CD Universe
- CD Universe logo
- Founded: April 1, 1996; 30 years ago
- Headquarters: Wallingford, Connecticut, U.S.
- Area served: Worldwide
- Founder: Charles Beilman
- Industry: Internet, online retailing
- Website: cduniverse.com
- Commercial: yes

= CD Universe =

E-commerce website specializing in music, films and video games

CD Universe is an e-commerce site that sells adult toys, adult DVDs, lingerie, and sexual wellness items. The original CD Universe was an online store that sold music CDs, mp3 downloads, movies, and video games worldwide until June 2024. CD Universe also offered a wide selection of miscellaneous items such as stuffed animals, jigsaw puzzles, board games, etc.

==History==
CD Universe was created in 1996 by founder and CEO Charles Beilman in Wallingford, Connecticut, United States. CD Universe listed over 940,000 physical products and over 6 million downloadable songs.

In 1999, CD Universe was sold by Charles Beilman to eUniverse. Charles Beilman bought CD Universe back from eUniverse in October, 2000 after eUniverse decided they wanted to focus on their entertainment business (they eventually owned MySpace).

In 2009, CD Universe began selling digital music in the DRM-free mp3 format, through their relationship with Neurotic Media.

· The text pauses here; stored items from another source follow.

#![cfg_attr(feature = "fail-on-warnings", deny(warnings))]
#![warn(clippy::all, clippy::pedantic, clippy::nursery, clippy::cargo)]
#![allow(clippy::multiple_crate_versions)]

use actix_cors::Cors;
use actix_web::{App, middleware, web};
use syncroom_server::{
    api::{health_endpoint, root_endpoint},
    config::Config,
    reaper,
    ws::{self, server::SyncServer},
};
use tokio::try_join;

#[actix_web::main]
async fn main() -> Result<(), std::io::Error> {
    if let Err(err) = dotenvy::dotenv() {
        if !err.not_found() {
            eprintln!("Failed to load .env: {err}");
        }
    }

    env_logger::init();

    let config = Config::from_env().map_err(std::io::Error::other)?;
    log::debug!(
        "Starting with {} admin identities, reaping every {:?} after {:?} idle",
        config.admin_identities.len(),
        config.reap_interval,
        config.session_timeout,
    );

    let (sync_server, sync_server_handle) = SyncServer::new(&config);
    let sync_server = tokio::task::spawn(sync_server.run());
    let reaper = tokio::task::spawn(reaper::run(
        sync_server_handle.clone(),
        config.reap_interval,
    ));

    let handle = web::Data::new(sync_server_handle);

    let app = move || {
        let cors = Cors::default()
            .allow_any_origin()
            .allowed_methods(vec!["GET", "POST"])
            .allow_any_header()
            .max_age(3600);

        App::new()
            .wrap(cors)
            .wrap(middleware::Logger::default())
            .app_data(handle.clone())
            .service(root_endpoint)
            .service(health_endpoint)
            .service(ws::api::websocket)
    };

    let mut http_server = actix_web::HttpServer::new(app);

    if let Some(workers) = config.workers {
        log::debug!("Running with {workers} Actix workers");
        http_server = http_server.workers(workers);
    }

    let http_server = http_server
        .bind((config.bind_addr.as_str(), config.port))?
        .run();

    log::info!(
        "Syncroom server listening on {}:{}",
        config.bind_addr,
        config.port
    );

    try_join!(
        async move {
            let resp = http_server.await;
            reaper.abort();
            resp
        },
        async move { sync_server.await.map_err(std::io::Error::other)? }
    )?;

    Ok(())
}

Beilman retired in January 2020.

CD Universe closed in June 2024. By 15 June the website was bought, the logo slightly changed and is used to sell sexual content.

==Charity work==
In September 2014, CD Universe began an effort to raise money for the well known and fiscally responsible charity called Room to Read. CD Universe supported Room to Read's goal of teaching every child to read and write, thus breaking the cycle of poverty.

CD Universe also supported The American Red Cross. Visitors that donated using the link on their website had their donations matched by CD Universe.

==Website security==
CD Universe experienced a security breach in December 1999. Although this security breach was a major setback for the company and its customers' trust, CD Universe was able to stay in business and proceeded with an investigation. The hacker, however, a Russian known only by the name of "Maxus", was never caught.